START Provided data
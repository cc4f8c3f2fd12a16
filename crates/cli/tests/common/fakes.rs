//! Scripted collectors

use async_trait::async_trait;
use collect::{CollectError, Collector, PullRequest, RepoStatus};
use parking_lot::Mutex;
use std::collections::HashMap;
use std::path::{Path, PathBuf};
use std::sync::atomic::{AtomicUsize, Ordering};
use std::sync::Arc;
use std::time::Duration;

/// Status collector with a fixed latency and per-repo answers
///
/// Repositories without an answer fail with `CommandFailed`.
#[derive(Clone, Default)]
pub struct FakeStatus {
    pub latency: Duration,
    answers: Arc<Mutex<HashMap<PathBuf, RepoStatus>>>,
    calls: Arc<Mutex<Vec<PathBuf>>>,
    running: Arc<AtomicUsize>,
    peak: Arc<AtomicUsize>,
}

impl FakeStatus {
    pub fn new(latency: Duration) -> Self {
        Self {
            latency,
            ..Default::default()
        }
    }

    pub fn answer(&self, repo: &Path, branch: &str) {
        let status = RepoStatus {
            branch: Some(branch.to_string()),
            ..Default::default()
        };
        self.answers.lock().insert(repo.to_path_buf(), status);
    }

    pub fn calls(&self) -> usize {
        self.calls.lock().len()
    }

    pub fn calls_for(&self, repo: &Path) -> usize {
        self.calls.lock().iter().filter(|p| *p == repo).count()
    }

    /// Most collections observed running at the same time
    pub fn peak(&self) -> usize {
        self.peak.load(Ordering::SeqCst)
    }
}

#[async_trait]
impl Collector for FakeStatus {
    type Output = RepoStatus;

    fn name(&self) -> &'static str {
        "fake-status"
    }

    async fn collect(&self, repo: &Path) -> Result<RepoStatus, CollectError> {
        self.calls.lock().push(repo.to_path_buf());
        let now = self.running.fetch_add(1, Ordering::SeqCst) + 1;
        self.peak.fetch_max(now, Ordering::SeqCst);

        tokio::time::sleep(self.latency).await;

        self.running.fetch_sub(1, Ordering::SeqCst);
        self.answers
            .lock()
            .get(repo)
            .cloned()
            .ok_or_else(|| CollectError::CommandFailed {
                command: "git status".into(),
                code: Some(128),
                stderr: "not a git repository".into(),
            })
    }
}

/// Review collector returning one pull request named after the repository
#[derive(Clone, Default)]
pub struct FakeReviews {
    pub latency: Duration,
    calls: Arc<Mutex<Vec<PathBuf>>>,
}

impl FakeReviews {
    pub fn new(latency: Duration) -> Self {
        Self {
            latency,
            ..Default::default()
        }
    }

    pub fn calls(&self) -> Vec<PathBuf> {
        self.calls.lock().clone()
    }
}

#[async_trait]
impl Collector for FakeReviews {
    type Output = Vec<PullRequest>;

    fn name(&self) -> &'static str {
        "fake-reviews"
    }

    async fn collect(&self, repo: &Path) -> Result<Vec<PullRequest>, CollectError> {
        self.calls.lock().push(repo.to_path_buf());
        tokio::time::sleep(self.latency).await;

        let name = repo
            .file_name()
            .map(|n| n.to_string_lossy().into_owned())
            .unwrap_or_default();
        Ok(vec![PullRequest {
            number: 1,
            title: format!("Update {}", name),
            is_draft: false,
            review_decision: None,
            head_ref_name: "main".into(),
        }])
    }
}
END Provided data
● Aim of the exercise
Read the listing. Report every line that includes the word "Mutex".

● Response to this task
use parking_lot::Mutex;
    answers: Arc<Mutex<HashMap<PathBuf, RepoStatus>>>,
    calls: Arc<Mutex<Vec<PathBuf>>>,
    calls: Arc<Mutex<Vec<PathBuf>>>,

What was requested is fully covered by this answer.